= Exercise objective =
Only the lines below from the one containing "types for modsync-core." to the one containing "pub enum ModuleError" should be repeated, both included and unchanged.

= Available data =
.....

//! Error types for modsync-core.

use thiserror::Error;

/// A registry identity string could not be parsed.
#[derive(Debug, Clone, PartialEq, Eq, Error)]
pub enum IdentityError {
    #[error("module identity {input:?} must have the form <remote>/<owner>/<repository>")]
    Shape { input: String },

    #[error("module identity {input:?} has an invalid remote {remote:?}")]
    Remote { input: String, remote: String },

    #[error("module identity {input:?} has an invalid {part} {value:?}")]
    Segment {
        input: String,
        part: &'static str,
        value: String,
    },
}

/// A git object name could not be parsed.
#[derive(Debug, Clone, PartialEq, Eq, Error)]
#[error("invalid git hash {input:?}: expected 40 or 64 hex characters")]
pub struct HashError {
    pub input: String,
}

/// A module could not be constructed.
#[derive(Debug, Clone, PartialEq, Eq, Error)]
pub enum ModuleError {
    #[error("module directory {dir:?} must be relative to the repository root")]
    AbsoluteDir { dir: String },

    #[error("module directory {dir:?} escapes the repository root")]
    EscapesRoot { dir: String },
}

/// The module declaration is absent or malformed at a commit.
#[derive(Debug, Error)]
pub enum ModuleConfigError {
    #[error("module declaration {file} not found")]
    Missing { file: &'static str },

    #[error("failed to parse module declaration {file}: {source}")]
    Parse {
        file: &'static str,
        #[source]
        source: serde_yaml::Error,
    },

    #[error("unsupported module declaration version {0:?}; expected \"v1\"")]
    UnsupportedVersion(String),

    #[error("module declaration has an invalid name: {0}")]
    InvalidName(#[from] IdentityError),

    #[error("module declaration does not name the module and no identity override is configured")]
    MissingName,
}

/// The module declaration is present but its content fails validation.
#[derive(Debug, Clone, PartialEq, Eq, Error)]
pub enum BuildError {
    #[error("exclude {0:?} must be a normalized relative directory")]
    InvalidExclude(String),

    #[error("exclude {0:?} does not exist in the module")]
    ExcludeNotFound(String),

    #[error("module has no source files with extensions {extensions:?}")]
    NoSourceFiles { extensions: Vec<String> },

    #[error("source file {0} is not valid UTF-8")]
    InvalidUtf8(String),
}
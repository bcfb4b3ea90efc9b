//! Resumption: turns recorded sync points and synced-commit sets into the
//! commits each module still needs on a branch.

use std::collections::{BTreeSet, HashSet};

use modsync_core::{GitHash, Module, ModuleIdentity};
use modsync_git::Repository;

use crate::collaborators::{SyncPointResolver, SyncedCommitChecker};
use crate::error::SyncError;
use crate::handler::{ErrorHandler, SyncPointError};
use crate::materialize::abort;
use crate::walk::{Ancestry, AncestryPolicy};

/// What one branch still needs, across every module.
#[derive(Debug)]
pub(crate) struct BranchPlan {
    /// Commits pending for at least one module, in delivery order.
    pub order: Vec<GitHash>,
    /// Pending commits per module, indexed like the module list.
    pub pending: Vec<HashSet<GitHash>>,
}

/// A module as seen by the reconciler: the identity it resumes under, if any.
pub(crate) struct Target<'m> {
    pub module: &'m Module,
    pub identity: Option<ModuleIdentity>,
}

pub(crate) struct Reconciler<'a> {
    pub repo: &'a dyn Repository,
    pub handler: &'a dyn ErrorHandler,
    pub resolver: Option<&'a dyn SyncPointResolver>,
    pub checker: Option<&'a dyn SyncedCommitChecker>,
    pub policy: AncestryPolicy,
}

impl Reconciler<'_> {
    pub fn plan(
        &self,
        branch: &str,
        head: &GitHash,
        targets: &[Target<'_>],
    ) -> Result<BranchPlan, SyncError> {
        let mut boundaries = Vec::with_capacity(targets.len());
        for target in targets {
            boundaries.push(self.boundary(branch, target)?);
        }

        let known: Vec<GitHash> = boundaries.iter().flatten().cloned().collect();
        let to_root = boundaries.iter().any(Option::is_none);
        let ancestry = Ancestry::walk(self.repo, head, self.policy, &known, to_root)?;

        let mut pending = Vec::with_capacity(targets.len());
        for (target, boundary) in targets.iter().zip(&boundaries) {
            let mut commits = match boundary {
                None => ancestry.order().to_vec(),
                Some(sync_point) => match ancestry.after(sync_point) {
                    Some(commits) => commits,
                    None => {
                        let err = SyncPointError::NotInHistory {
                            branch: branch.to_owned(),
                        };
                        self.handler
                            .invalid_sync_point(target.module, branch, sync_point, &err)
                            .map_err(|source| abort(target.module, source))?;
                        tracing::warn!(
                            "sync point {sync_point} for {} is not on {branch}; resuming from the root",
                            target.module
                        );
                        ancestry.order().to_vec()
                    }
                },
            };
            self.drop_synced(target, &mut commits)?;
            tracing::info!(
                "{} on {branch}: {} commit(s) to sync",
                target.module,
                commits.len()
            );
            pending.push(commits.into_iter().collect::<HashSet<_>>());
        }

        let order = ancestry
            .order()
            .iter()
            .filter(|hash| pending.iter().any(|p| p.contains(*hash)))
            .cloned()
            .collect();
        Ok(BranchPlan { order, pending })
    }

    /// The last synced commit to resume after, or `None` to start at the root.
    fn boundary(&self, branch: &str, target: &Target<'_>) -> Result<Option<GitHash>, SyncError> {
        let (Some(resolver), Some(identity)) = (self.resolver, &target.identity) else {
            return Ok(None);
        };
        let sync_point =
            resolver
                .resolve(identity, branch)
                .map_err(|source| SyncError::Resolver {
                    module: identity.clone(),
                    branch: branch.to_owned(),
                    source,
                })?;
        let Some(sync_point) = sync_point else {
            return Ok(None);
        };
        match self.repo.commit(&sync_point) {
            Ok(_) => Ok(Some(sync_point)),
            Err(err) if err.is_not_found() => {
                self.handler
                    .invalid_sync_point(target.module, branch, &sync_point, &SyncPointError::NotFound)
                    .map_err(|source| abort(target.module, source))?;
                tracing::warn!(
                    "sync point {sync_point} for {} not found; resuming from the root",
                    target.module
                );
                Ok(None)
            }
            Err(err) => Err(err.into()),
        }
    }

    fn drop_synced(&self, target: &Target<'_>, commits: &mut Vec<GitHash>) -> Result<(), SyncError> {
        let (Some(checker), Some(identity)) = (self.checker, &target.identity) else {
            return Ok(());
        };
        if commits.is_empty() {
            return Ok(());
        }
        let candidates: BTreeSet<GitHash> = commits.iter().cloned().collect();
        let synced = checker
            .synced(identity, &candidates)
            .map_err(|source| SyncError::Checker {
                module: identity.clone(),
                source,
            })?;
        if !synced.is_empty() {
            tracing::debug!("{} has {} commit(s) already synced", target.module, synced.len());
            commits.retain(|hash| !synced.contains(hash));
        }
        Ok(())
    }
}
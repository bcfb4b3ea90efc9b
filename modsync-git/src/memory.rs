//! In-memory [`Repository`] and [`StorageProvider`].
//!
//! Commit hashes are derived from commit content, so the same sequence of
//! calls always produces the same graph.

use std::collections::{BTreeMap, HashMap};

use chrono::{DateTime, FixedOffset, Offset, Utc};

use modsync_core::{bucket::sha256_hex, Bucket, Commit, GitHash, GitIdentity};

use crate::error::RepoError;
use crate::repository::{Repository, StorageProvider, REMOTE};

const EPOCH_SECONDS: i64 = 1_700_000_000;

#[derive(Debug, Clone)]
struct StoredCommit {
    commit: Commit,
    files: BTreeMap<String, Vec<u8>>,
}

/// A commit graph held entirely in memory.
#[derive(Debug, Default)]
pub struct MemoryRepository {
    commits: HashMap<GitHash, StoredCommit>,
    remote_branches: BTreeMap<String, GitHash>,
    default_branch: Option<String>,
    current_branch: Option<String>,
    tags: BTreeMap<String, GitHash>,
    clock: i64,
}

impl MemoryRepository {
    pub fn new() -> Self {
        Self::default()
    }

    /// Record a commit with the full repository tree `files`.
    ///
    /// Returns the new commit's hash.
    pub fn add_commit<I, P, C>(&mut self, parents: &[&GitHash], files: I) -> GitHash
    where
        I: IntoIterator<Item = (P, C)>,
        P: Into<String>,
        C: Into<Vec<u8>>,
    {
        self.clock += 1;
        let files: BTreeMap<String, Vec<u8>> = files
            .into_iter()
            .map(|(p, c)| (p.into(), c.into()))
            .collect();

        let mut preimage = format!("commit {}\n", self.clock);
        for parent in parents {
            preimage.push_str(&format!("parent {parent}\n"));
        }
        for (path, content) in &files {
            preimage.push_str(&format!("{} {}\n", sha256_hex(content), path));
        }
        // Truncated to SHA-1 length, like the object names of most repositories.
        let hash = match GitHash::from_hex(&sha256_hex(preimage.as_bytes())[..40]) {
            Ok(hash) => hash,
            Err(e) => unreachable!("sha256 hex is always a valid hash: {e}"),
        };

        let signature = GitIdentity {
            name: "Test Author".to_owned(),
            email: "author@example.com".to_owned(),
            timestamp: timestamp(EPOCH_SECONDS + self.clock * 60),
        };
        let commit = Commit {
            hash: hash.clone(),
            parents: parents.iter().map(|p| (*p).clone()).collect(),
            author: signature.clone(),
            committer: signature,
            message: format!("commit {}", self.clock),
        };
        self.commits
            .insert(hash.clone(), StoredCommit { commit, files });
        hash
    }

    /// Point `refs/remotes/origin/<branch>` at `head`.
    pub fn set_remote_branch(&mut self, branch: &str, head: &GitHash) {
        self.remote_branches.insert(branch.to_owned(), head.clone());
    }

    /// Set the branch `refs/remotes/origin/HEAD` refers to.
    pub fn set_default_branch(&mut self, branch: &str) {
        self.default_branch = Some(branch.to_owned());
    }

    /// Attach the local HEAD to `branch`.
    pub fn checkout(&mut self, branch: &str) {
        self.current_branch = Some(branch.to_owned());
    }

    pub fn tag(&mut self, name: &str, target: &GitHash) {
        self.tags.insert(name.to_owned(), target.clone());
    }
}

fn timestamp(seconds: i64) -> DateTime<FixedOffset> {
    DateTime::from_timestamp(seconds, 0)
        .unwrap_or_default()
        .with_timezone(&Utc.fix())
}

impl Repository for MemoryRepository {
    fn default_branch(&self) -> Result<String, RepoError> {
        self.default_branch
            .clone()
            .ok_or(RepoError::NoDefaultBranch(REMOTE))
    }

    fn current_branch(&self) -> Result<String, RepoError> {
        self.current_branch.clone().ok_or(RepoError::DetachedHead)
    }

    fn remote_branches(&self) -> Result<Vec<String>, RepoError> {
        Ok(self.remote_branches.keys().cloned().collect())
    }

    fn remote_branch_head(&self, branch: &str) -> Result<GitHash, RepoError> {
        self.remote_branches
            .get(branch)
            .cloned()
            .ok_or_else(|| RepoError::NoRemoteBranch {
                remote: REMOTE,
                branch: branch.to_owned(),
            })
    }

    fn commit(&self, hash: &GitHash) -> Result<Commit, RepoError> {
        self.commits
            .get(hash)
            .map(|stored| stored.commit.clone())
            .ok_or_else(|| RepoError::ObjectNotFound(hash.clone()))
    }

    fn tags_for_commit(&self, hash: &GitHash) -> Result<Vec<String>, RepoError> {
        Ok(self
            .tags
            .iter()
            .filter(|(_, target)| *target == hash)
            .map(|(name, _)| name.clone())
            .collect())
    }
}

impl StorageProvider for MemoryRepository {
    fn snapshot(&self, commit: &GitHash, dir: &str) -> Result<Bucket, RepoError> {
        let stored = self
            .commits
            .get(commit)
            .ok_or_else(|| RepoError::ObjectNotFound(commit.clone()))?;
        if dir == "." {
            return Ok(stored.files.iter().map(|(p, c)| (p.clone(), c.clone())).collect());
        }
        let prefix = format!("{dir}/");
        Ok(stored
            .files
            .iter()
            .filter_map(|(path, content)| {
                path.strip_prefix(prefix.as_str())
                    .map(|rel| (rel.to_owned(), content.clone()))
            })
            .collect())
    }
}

.....

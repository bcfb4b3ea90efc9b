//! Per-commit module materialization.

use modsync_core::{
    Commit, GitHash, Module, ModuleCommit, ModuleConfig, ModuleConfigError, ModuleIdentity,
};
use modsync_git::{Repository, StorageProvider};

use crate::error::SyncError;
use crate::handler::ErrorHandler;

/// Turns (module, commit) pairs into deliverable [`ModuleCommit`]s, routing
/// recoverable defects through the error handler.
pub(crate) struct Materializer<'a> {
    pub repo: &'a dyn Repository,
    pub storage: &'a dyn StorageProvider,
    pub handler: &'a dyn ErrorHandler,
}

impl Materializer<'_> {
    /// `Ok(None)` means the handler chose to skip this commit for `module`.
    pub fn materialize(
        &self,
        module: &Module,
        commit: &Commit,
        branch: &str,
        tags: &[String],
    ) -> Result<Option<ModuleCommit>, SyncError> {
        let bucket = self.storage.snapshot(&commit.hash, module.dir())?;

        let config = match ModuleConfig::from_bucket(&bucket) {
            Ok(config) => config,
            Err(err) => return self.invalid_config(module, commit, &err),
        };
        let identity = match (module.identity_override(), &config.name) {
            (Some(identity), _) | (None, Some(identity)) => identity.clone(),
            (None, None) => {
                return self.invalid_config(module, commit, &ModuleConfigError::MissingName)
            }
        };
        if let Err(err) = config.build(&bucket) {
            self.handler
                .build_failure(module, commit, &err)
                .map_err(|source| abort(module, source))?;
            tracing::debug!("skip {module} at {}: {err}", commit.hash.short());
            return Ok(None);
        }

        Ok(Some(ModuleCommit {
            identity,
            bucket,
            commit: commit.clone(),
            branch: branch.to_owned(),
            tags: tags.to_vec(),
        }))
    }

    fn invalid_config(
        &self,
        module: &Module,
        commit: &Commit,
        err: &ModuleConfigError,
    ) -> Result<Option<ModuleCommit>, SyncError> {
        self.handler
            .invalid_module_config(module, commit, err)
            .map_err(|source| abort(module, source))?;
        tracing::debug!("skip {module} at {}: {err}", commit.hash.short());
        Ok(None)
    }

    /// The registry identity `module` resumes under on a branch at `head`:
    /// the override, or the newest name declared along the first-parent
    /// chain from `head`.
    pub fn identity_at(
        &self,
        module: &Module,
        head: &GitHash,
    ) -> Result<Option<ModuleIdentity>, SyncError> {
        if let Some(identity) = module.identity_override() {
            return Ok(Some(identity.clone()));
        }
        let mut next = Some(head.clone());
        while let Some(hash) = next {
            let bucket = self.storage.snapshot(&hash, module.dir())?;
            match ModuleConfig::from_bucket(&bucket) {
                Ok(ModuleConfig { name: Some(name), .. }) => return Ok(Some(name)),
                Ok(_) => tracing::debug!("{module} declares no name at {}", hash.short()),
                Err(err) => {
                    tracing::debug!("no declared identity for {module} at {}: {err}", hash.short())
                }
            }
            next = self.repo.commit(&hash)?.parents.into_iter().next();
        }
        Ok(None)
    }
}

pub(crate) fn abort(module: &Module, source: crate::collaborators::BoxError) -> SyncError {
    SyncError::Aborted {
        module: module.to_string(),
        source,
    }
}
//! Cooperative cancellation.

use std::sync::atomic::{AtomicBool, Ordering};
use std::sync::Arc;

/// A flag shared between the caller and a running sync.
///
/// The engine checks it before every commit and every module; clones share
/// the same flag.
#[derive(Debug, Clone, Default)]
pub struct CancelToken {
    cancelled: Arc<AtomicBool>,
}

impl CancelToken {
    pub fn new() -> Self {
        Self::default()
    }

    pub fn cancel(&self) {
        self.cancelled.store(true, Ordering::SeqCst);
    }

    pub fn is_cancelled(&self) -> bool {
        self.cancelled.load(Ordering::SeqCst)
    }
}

.....

= Exercise solution =
//! Error types for modsync-core.

use thiserror::Error;

/// A registry identity string could not be parsed.
#[derive(Debug, Clone, PartialEq, Eq, Error)]
pub enum IdentityError {
    #[error("module identity {input:?} must have the form <remote>/<owner>/<repository>")]
    Shape { input: String },

    #[error("module identity {input:?} has an invalid remote {remote:?}")]
    Remote { input: String, remote: String },

    #[error("module identity {input:?} has an invalid {part} {value:?}")]
    Segment {
        input: String,
        part: &'static str,
        value: String,
    },
}

/// A git object name could not be parsed.
#[derive(Debug, Clone, PartialEq, Eq, Error)]
#[error("invalid git hash {input:?}: expected 40 or 64 hex characters")]
pub struct HashError {
    pub input: String,
}

/// A module could not be constructed.
#[derive(Debug, Clone, PartialEq, Eq, Error)]
pub enum ModuleError {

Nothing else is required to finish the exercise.